Lo primero que se escuchó fue un estruendoso timbalazo de Philipp Tarr, un prestigioso doctor del Hospital Cantonal de Basilea, especialista en enfermedades infecciosas, además de avezado percusionista que hace música por puro placer, como aquellos diletantes ilustrados del siglo XVIII. El timbalazo fue un aviso de que lo que se escucharía durante las dos horas siguientes iba a ser algo especial. El doctor Tarr (hijo del histórico Edward Tarr, pionero de la trompeta natural y muchos años profesor en la Schola Cantorum Basiliensis, fallecido hace dos años) destacaba por su aspecto maduro —tampoco demasiado maduro— entre las tres decenas de músicos que habían subido al escenario de la Sala sinfónica del Auditorio Nacional de Música.
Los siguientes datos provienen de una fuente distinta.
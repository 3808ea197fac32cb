use std::collections::BTreeSet;
use std::sync::Mutex;

/// Owned subscribed-symbol state shared between the poll loop (which drains
/// the subscribe/unsubscribe queues) and the push listener (which checks
/// membership before writing projections).
///
/// An explicit state object passed to whoever needs it, not a process-wide
/// singleton. The mutex only guards this set; projection files themselves
/// need no lock because the two actors write disjoint paths.
#[derive(Debug, Default)]
pub struct SubscriptionSet {
    inner: Mutex<BTreeSet<String>>,
}

impl SubscriptionSet {
    pub fn new() -> Self {
        Self::default()
    }

    /// Record a subscription. Returns false if the symbol was already
    /// subscribed (the caller then skips the duplicate subscribe call and
    /// just clears the trigger file).
    pub fn mark_subscribed(&self, symbol: &str) -> bool {
        self.lock().insert(symbol.to_string())
    }

    /// Record an unsubscription. Returns false if the symbol was not
    /// subscribed to begin with.
    pub fn mark_unsubscribed(&self, symbol: &str) -> bool {
        self.lock().remove(symbol)
    }

    pub fn is_subscribed(&self, symbol: &str) -> bool {
        self.lock().contains(symbol)
    }

    /// Sorted snapshot of the current subscriptions.
    pub fn snapshot(&self) -> Vec<String> {
        self.lock().iter().cloned().collect()
    }

    pub fn clear(&self) {
        self.lock().clear();
    }

    fn lock(&self) -> std::sync::MutexGuard<'_, BTreeSet<String>> {
        // A poisoned lock only means another thread panicked mid-mutation of
        // a set of strings; the set itself is still coherent.
        self.inner.lock().unwrap_or_else(|e| e.into_inner())
    }
}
Sus compañeros de aventura frisaban la treintena y, entre ellos, destacaba por su indisimulable juventud el fundador y director del grupo, un veinteañero coruñés que ya está dando mucho que hablar por su otra faceta musical, la de contratenor: Alberto Miguélez Rouco (pisó este mismo escenario el pasado mes de abril, cantando el papel de Amor Celeste en el oratorio de Antonio Caldara Maddalena ai piedi di Cristo, con la Freiburger Barockorchester y a las órdenes de René Jacobs).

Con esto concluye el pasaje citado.